● **Directions for this task**: Look through the records, and wherever the string "const" turns up, copy out that line.

● **Exercise input**:
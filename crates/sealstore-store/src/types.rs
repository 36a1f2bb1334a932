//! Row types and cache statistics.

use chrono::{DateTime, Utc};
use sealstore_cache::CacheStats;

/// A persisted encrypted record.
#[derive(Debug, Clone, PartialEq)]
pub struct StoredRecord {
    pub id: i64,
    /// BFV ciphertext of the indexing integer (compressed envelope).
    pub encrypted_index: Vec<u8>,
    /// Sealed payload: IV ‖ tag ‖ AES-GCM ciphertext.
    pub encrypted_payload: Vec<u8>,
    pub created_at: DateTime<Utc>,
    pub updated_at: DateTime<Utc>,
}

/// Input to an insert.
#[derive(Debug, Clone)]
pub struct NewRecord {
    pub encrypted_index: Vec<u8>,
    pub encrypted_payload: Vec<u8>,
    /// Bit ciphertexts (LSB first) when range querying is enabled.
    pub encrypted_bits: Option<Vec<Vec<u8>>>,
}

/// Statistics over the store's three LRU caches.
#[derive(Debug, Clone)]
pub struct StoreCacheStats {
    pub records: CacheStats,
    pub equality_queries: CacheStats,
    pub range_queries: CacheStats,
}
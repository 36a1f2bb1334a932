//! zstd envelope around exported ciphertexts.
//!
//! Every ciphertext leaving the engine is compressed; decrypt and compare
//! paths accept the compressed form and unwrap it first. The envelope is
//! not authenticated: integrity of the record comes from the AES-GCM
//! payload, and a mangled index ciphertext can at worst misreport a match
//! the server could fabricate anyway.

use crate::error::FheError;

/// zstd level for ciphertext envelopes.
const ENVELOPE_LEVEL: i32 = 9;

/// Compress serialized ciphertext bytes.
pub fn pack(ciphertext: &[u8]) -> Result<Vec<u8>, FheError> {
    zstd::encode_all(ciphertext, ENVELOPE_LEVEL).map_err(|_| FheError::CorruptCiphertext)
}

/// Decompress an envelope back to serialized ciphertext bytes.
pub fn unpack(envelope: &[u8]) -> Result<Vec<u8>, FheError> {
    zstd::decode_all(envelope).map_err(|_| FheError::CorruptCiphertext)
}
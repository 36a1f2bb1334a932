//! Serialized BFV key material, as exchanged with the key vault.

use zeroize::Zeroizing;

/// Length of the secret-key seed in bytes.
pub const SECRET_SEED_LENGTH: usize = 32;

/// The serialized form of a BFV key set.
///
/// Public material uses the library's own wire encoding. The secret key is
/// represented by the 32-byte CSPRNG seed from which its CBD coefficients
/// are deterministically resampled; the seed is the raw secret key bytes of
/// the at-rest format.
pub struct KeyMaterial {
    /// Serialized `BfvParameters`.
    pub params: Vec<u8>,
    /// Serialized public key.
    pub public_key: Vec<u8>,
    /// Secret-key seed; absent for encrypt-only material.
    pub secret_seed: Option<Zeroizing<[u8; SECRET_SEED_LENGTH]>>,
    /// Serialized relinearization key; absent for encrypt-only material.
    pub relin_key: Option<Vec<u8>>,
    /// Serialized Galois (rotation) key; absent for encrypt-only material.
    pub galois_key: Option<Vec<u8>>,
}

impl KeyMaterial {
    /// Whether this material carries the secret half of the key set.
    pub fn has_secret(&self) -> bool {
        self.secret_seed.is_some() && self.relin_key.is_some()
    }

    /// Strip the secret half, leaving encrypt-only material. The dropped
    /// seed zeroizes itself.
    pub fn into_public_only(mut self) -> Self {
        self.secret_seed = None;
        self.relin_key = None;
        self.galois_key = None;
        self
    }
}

● **Solution to this problem**:
const ENVELOPE_LEVEL: i32 = 9;
pub const SECRET_SEED_LENGTH: usize = 32;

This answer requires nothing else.